The United States Postal Service is seeking approval to raise the price of a First-Class Mail Forever stamp from 78 cents [1] to 82 cents [2].
This price adjustment affects millions of households and businesses across the U.S. that rely on standard mail for communication and commerce. The move highlights the ongoing financial struggle of the national postal system to maintain viability amid shifting mail volumes.
The proposed increase of four cents [3] is intended to take effect on Sunday, July 7, 2026 [4]. The agency said the hike is necessary to address increasing operating costs and to fund a temporary suspension of pension contributions [5].
"We are seeking a modest 4-cent increase to help offset rising costs and fund a temporary suspension of pension contributions," a USPS spokesperson said [6].

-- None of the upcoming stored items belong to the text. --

use std::error::Error as StdError;
use std::time::Duration;
use std::time::Instant;

use shop_cache::keys::blob_key;
use shop_cache::prelude::*;
use shop_cache::test::*;

type TestResult = Result<(), Box<dyn StdError>>;

const TRIO: [(&str, f64, &str); 3] = [("Alpha", 10.0, "X"), ("Bravo", 5.0, "X"), ("Charlie", 7.5, "X")];

#[tokio::test]
async fn cache_outage_falls_back_to_the_store() -> TestResult {
    let (catalog, store, cache) = catalog();
    seed_items(&store, &TRIO);
    let ctx = RequestContext::new();
    cache.go_down(true);

    for _ in 0..3 {
        let listing = catalog.list_items(&ctx, &ListQuery::new().sort("price", "asc")).await?;
        assert_eq!(names(&listing.records), ["Bravo", "Charlie", "Alpha"]);
        assert_eq!(listing.total, 3);
    }
    assert_eq!(store.stats().streams_opened, 3, "every read went to the store");
    assert!(catalog.telemetry().snapshot().cache_errors > 0);

    // Writes keep working too; the cache is simply not maintained.
    catalog.create_item(&ctx, Record::item("Delta", 6.0, "X")).await?;

    cache.go_down(false);
    let listing = catalog.list_items(&ctx, &ListQuery::new().sort("price", "asc")).await?;
    assert_eq!(names(&listing.records), ["Bravo", "Delta", "Charlie", "Alpha"]);
    Ok(())
}

#[tokio::test]
async fn slow_cache_reads_are_abandoned() -> TestResult {
    let (catalog, store, cache) = catalog();
    seed_items(&store, &TRIO);
    let ctx = RequestContext::new();
    catalog.list_items(&ctx, &ListQuery::new()).await?;

    cache.set_read_delay(Duration::from_secs(2));
    let started = Instant::now();
    let listing = catalog.list_items(&ctx, &ListQuery::new()).await?;
    assert!(started.elapsed() < Duration::from_secs(1), "took {:?}", started.elapsed());
    assert_eq!(names(&listing.records), ["Alpha", "Bravo", "Charlie"]);
    assert!(catalog.telemetry().snapshot().soft_timeouts >= 2);
    assert_eq!(store.stats().streams_opened, 2, "timed out read counts as a miss");
    Ok(())
}

#[tokio::test]
async fn corrupt_blob_fails_the_read_and_is_dropped() -> TestResult {
    let (catalog, store, cache) = catalog();
    seed_items(&store, &TRIO);
    let ctx = RequestContext::new();
    let view = View::ItemsAll;
    catalog.view()?.get_all(&ctx, &view, Sort::NAME_ASC).await?;

    let key = blob_key(&view, Sort::NAME_ASC);
    cache.corrupt(&key).await;

    let err = catalog.view()?.get_all(&ctx, &view, Sort::NAME_ASC).await.unwrap_err();
    assert!(matches!(err, Error::Internal(_)));
    assert_eq!(err.http_status(), 500);
    assert!(cache.inner().get_blob(&key).await.unwrap_err().is_miss());

    let again = catalog.view()?.get_all(&ctx, &view, Sort::NAME_ASC).await?;
    assert_eq!(names(&again), ["Alpha", "Bravo", "Charlie"]);
    Ok(())
}

#[tokio::test]
async fn corrupt_blob_does_not_stop_invalidation() -> TestResult {
    let (catalog, store, cache) = catalog();
    seed_items(&store, &TRIO);
    let ctx = RequestContext::new();
    for sort in Sort::ALL {
        catalog.view()?.get_all(&ctx, &View::ItemsAll, sort).await?;
    }
    let broken = blob_key(&View::ItemsAll, Sort::PRICE_ASC);
    cache.corrupt(&broken).await;

    catalog.create_item(&ctx, Record::item("Delta", 6.0, "X")).await?;

    assert!(cache.inner().get_blob(&broken).await.unwrap_err().is_miss());
    let patched = cached_blob(&cache, &View::ItemsAll, Sort::NAME_ASC).await.expect("patched");
    assert_eq!(names(&patched), ["Alpha", "Bravo", "Charlie", "Delta"]);
    assert_eq!(cached_count(&cache, &View::ItemsAll).await, Some(4));
    Ok(())
}

#[tokio::test]
async fn store_outage_fails_cold_reads_but_not_warm_ones() -> TestResult {
    let (catalog, store, _cache) = catalog();
    seed_items(&store, &TRIO);
    let ctx = RequestContext::new();
    catalog.list_items(&ctx, &ListQuery::new()).await?;

    store.set_available(false);
    let warm = catalog.list_items(&ctx, &ListQuery::new()).await?;
    assert_eq!(warm.records.len(), 3);

    let err = catalog
        .list_items(&ctx, &ListQuery::new().sort("price", "desc"))
        .await
        .unwrap_err();
    assert!(matches!(err, Error::Unavailable(_)));
    assert_eq!(err.http_status(), 500);
    Ok(())
}

#[tokio::test]
async fn broken_stream_caches_nothing() -> TestResult {
    let (catalog, store, cache) = catalog();
    seed_items(&store, &TRIO);
    store.fail_streams_after(Some(2));
    let ctx = RequestContext::new();

    let err = catalog
        .view()?
        .get_all(&ctx, &View::ItemsAll, Sort::NAME_ASC)
        .await
        .unwrap_err();
    assert!(matches!(err, Error::Unavailable(_)));
    assert!(cached_blob(&cache, &View::ItemsAll, Sort::NAME_ASC).await.is_none());

    store.fail_streams_after(None);
    let all = catalog.view()?.get_all(&ctx, &View::ItemsAll, Sort::NAME_ASC).await?;
    assert_eq!(all.len(), 3);
    Ok(())
}

#[tokio::test]
async fn cancelled_fill_releases_the_stream() -> TestResult {
    let (catalog, store, cache) = catalog();
    let items: Vec<String> = (0..50).map(|i| format!("item {i:02}")).collect();
    let items: Vec<(&str, f64, &str)> = items.iter().map(|n| (n.as_str(), 1.0, "X")).collect();
    seed_items(&store, &items);
    store.set_stream_delay(Duration::from_millis(20));

    let ctx = RequestContext::new();
    let canceller = ctx.clone();
    tokio::spawn(async move {
        tokio::time::sleep(Duration::from_millis(100)).await;
        canceller.cancel();
    });

    let err = catalog
        .view()?
        .get_all(&ctx, &View::ItemsAll, Sort::NAME_ASC)
        .await
        .unwrap_err();
    assert_eq!(err, Error::Cancelled);
    assert_eq!(err.http_status(), 499);
    assert!(cached_blob(&cache, &View::ItemsAll, Sort::NAME_ASC).await.is_none());

    tokio::time::sleep(Duration::from_millis(100)).await;
    assert_eq!(store.stats().streams_open, 0);
    Ok(())
}

#[tokio::test]
async fn cancelled_request_does_nothing() {
    let (catalog, store, _cache) = catalog();
    seed_items(&store, &TRIO);
    let ctx = RequestContext::new();
    ctx.cancel();

    let err = catalog.list_items(&ctx, &ListQuery::new()).await.unwrap_err();
    assert_eq!(err, Error::Cancelled);
    assert_eq!(store.stats().streams_opened, 0);
    assert_eq!(store.stats().counts, 0);
}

While the primary request is for a price of 82 cents [2], some reports indicate the agency may have a higher ceiling for revenue generation. A CBS News reporter said the Postal Service could raise the price as high as 95 cents [7] if additional revenue is required.
Supporters of the move argue that the agency must adapt to survive. Cal Thomas said in an opinion column that the stamp price hike is a necessary step to keep the service financially viable [8].
The USPS continues to balance its mandate for universal service with the reality of rising labor and transportation expenses. The agency's reliance on periodic price hikes reflects a broader trend of adjusting revenue streams to cover systemic deficits.
“The USPS proposes raising First-Class Mail Forever stamp prices to 82 cents to offset rising operating costs.”
The proposed increase underscores the USPS's precarious financial position, where modest price hikes are used as a primary tool to manage operational deficits and pension obligations. By linking stamp prices to rising costs and pension suspensions, the agency is signaling that current revenue from First-Class mail is insufficient to cover its basic overhead and long-term liabilities.